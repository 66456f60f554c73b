//! HTTP handlers.
//!
//! Handlers are thin adapters: they translate requests into calls on
//! [`SeedStore`](crate::core::store::SeedStore) and
//! [`ApplicationService`](crate::domain::services::ApplicationService), and map
//! the results to JSON.

pub mod applicants;
pub mod error;
pub mod seeds;

pub use error::ApiError;

use crate::utils::error::{Result, SeedError};
use serde::Serialize;
use std::future::Future;

/// `{success: true}` 形式的回應
#[derive(Debug, Serialize)]
pub struct SuccessResponse {
    pub success: bool,
    #[serde(skip_serializing_if = "Option::is_none")]
    pub message: Option<String>,
    #[serde(skip_serializing_if = "Option::is_none")]
    pub count: Option<usize>,
}

impl SuccessResponse {
    pub fn ok() -> Self {
        Self {
            success: true,
            message: None,
            count: None,
        }
    }

    pub fn with_message(message: impl Into<String>) -> Self {
        Self {
            message: Some(message.into()),
            ..Self::ok()
        }
    }

    pub fn with_count(count: usize) -> Self {
        Self {
            count: Some(count),
            ..Self::ok()
        }
    }
}

/// 在獨立 task 中執行寫入，用戶端中途斷線也不會中斷交易
pub(crate) async fn run_to_completion<F, T>(mutation: F) -> std::result::Result<T, ApiError>
where
    F: Future<Output = Result<T>> + Send + 'static,
    T: Send + 'static,
{
    match tokio::spawn(mutation).await {
        Ok(result) => result.map_err(ApiError::from),
        Err(join_error) => Err(ApiError::internal(
            "Failed to process request",
            SeedError::storage(format!("mutation task failed: {}", join_error)),
        )),
    }
}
┄┄┄┄┄┄┄┄┄┄
What is being asked
Every line with the string "crate" in the material should be returned.

Reply to the exercise
//! [`SeedStore`](crate::core::store::SeedStore) and
//! [`ApplicationService`](crate::domain::services::ApplicationService), and map
use crate::utils::error::{Result, SeedError};
pub(crate) async fn run_to_completion<F, T>(mutation: F) -> std::result::Result<T, ApiError>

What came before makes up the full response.